WHAT TO DO: From the entries below, return exactly the lines beginning at the one that contains "if main_count == 0" and ending at the one that contains "pub fn main_combinations(&self)", both of them included, and only those lines.

EXCERPTED DATA:
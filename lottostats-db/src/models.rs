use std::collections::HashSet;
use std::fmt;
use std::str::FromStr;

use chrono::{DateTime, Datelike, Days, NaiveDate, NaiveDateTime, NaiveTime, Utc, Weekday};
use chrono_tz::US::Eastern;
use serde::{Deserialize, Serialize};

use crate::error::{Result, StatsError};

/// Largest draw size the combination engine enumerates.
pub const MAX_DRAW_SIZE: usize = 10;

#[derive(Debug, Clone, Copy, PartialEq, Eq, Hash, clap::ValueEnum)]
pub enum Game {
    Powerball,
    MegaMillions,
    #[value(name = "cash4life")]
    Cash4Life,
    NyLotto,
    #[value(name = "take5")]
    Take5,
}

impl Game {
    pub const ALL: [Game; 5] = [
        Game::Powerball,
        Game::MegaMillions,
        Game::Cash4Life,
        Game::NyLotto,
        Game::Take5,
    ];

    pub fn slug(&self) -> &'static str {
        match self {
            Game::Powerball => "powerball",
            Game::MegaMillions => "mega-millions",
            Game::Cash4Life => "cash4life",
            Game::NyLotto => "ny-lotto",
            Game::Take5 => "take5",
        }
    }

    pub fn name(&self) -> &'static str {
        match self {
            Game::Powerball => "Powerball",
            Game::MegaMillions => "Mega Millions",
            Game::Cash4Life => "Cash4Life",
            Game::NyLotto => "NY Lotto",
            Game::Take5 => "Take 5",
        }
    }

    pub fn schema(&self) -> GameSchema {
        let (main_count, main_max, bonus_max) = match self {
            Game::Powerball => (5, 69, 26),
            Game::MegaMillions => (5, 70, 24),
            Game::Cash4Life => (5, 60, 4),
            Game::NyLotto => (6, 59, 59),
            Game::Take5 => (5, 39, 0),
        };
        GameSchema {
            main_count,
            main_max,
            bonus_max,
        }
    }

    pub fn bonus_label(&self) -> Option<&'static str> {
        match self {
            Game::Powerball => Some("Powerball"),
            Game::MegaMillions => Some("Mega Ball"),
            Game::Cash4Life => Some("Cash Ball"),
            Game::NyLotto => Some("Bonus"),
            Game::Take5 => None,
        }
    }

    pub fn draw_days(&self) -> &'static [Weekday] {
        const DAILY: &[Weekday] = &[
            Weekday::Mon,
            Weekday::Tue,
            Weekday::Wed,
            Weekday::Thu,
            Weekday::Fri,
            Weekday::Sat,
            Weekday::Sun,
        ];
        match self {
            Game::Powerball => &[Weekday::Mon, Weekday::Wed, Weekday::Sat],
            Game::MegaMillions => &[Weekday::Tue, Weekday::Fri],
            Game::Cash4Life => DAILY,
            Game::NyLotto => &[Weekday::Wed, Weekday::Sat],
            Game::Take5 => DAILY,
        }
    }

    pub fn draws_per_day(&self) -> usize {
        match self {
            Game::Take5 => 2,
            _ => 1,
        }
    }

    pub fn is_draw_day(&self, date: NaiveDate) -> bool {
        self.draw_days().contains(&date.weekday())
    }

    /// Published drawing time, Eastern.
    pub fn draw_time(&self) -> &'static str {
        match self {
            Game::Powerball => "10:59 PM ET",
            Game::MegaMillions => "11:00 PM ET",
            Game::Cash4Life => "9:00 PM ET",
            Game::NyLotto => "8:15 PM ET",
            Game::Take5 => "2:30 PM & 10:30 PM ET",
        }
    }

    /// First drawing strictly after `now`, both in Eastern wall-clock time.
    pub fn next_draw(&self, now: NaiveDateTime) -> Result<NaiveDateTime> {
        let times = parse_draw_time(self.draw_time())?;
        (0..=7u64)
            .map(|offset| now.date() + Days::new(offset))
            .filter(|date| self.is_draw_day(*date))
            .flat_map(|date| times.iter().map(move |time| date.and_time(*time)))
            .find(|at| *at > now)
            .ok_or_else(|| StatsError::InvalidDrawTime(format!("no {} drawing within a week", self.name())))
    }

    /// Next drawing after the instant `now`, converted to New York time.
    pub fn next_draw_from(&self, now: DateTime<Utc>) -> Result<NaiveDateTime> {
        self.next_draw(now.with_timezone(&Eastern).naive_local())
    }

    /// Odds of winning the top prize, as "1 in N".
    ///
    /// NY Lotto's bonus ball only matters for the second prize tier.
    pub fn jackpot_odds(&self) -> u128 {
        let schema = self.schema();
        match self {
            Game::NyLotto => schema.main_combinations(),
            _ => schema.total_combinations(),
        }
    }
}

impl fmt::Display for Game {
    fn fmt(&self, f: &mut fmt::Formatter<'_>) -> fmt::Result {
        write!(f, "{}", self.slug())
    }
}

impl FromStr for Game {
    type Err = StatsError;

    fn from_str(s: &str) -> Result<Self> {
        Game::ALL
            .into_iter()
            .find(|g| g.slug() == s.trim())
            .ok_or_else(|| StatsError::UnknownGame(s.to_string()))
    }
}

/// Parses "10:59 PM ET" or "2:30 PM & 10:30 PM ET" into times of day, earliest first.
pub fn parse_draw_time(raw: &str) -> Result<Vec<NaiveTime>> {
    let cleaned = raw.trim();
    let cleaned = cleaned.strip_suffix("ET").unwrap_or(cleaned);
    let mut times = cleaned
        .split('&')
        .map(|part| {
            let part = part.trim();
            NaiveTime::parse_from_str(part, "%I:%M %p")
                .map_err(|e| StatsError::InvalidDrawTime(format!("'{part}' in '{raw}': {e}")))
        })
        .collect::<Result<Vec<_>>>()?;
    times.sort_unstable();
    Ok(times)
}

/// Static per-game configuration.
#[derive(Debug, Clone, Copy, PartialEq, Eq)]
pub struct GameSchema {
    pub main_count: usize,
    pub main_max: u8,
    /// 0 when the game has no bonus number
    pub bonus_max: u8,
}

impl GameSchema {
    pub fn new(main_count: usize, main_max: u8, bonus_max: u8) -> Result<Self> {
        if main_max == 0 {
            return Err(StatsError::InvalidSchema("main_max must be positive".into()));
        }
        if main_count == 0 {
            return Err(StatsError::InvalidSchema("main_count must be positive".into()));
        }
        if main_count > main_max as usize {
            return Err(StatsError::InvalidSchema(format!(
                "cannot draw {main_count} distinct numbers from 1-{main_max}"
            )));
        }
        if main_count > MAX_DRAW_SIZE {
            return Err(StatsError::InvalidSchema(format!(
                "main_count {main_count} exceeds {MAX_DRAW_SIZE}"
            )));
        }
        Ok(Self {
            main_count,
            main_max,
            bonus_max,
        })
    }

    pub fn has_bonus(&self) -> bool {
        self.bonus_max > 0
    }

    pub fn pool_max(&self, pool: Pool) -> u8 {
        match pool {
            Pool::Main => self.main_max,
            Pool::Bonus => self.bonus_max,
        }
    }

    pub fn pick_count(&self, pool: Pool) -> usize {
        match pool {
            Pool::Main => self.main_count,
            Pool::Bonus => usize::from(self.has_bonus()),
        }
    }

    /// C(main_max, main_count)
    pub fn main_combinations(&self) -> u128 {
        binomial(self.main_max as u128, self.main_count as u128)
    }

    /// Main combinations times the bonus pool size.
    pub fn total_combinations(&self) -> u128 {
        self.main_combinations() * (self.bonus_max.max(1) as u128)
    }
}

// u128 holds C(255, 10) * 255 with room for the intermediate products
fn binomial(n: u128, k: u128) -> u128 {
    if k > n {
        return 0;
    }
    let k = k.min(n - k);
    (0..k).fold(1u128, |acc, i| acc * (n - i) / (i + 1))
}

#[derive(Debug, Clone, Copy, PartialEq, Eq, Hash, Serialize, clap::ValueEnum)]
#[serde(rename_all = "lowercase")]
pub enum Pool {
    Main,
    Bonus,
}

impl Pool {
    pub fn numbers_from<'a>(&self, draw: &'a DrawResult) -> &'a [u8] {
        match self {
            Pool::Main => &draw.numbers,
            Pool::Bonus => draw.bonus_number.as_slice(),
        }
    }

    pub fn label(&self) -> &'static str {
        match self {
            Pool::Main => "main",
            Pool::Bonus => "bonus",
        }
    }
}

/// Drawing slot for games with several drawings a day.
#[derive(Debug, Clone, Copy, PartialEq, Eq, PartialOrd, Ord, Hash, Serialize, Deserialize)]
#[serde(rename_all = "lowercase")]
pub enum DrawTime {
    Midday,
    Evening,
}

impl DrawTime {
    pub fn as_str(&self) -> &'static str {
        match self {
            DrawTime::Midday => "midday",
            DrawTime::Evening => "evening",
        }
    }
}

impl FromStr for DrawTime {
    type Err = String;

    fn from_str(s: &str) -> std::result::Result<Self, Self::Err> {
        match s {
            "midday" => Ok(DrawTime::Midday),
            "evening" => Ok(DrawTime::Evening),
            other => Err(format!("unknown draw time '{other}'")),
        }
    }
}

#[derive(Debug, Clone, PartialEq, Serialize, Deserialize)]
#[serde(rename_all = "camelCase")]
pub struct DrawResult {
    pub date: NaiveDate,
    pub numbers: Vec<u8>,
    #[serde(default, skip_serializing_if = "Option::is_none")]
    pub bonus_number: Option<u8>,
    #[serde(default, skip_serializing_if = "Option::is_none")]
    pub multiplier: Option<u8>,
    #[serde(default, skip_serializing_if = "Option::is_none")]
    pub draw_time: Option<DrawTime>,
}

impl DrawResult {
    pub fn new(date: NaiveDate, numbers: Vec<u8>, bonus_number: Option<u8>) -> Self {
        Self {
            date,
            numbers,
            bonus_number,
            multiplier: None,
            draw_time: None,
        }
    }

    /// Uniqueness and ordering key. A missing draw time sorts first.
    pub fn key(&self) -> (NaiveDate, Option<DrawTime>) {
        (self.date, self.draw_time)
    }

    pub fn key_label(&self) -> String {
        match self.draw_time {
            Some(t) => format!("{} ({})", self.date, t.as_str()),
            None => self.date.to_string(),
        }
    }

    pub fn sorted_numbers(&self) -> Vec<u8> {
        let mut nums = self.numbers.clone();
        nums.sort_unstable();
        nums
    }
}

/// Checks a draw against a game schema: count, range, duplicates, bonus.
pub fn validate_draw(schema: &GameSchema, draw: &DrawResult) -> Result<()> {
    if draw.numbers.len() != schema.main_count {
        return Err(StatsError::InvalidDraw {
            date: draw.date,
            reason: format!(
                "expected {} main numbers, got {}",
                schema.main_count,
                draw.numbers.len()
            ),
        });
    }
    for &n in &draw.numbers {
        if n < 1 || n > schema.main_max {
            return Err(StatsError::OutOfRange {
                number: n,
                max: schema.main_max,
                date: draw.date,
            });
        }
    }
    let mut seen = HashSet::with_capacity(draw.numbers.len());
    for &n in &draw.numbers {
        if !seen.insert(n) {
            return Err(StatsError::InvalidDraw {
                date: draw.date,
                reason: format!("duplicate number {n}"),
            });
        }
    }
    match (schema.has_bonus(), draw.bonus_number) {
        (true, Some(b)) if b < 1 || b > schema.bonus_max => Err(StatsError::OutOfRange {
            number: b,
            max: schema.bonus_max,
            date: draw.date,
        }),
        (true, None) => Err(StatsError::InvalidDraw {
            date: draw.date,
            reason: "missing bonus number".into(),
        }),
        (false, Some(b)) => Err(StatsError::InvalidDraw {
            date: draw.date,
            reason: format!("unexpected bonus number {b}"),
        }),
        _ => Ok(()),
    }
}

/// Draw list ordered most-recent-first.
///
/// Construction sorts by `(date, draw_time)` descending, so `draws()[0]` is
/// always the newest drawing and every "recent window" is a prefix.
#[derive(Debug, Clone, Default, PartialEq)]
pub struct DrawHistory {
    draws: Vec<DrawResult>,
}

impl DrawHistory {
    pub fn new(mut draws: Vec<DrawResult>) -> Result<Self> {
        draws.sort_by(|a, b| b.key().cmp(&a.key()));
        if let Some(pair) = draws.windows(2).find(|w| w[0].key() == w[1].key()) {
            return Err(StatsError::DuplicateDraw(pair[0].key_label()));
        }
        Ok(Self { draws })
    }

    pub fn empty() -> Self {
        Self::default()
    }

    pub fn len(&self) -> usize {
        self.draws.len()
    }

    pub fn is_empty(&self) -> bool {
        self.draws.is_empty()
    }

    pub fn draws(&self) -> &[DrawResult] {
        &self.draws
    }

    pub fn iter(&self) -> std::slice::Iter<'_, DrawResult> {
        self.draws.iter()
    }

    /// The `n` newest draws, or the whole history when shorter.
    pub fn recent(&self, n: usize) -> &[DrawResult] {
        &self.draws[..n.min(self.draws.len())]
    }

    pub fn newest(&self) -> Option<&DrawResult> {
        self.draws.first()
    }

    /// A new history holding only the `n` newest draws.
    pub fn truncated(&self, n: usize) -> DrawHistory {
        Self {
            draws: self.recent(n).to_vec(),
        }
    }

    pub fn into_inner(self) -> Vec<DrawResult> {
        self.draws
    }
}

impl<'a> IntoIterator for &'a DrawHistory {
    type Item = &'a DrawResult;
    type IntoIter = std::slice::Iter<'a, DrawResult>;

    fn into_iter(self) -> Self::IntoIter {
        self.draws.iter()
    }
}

SOLUTION FOR THIS EXERCISE:
        if main_count == 0 {
            return Err(StatsError::InvalidSchema("main_count must be positive".into()));
        }
        if main_count > main_max as usize {
            return Err(StatsError::InvalidSchema(format!(
                "cannot draw {main_count} distinct numbers from 1-{main_max}"
            )));
        }
        if main_count > MAX_DRAW_SIZE {
            return Err(StatsError::InvalidSchema(format!(
                "main_count {main_count} exceeds {MAX_DRAW_SIZE}"
            )));
        }
        Ok(Self {
            main_count,
            main_max,
            bonus_max,
        })
    }

    pub fn has_bonus(&self) -> bool {
        self.bonus_max > 0
    }

    pub fn pool_max(&self, pool: Pool) -> u8 {
        match pool {
            Pool::Main => self.main_max,
            Pool::Bonus => self.bonus_max,
        }
    }

    pub fn pick_count(&self, pool: Pool) -> usize {
        match pool {
            Pool::Main => self.main_count,
            Pool::Bonus => usize::from(self.has_bonus()),
        }
    }

    /// C(main_max, main_count)
    pub fn main_combinations(&self) -> u128 {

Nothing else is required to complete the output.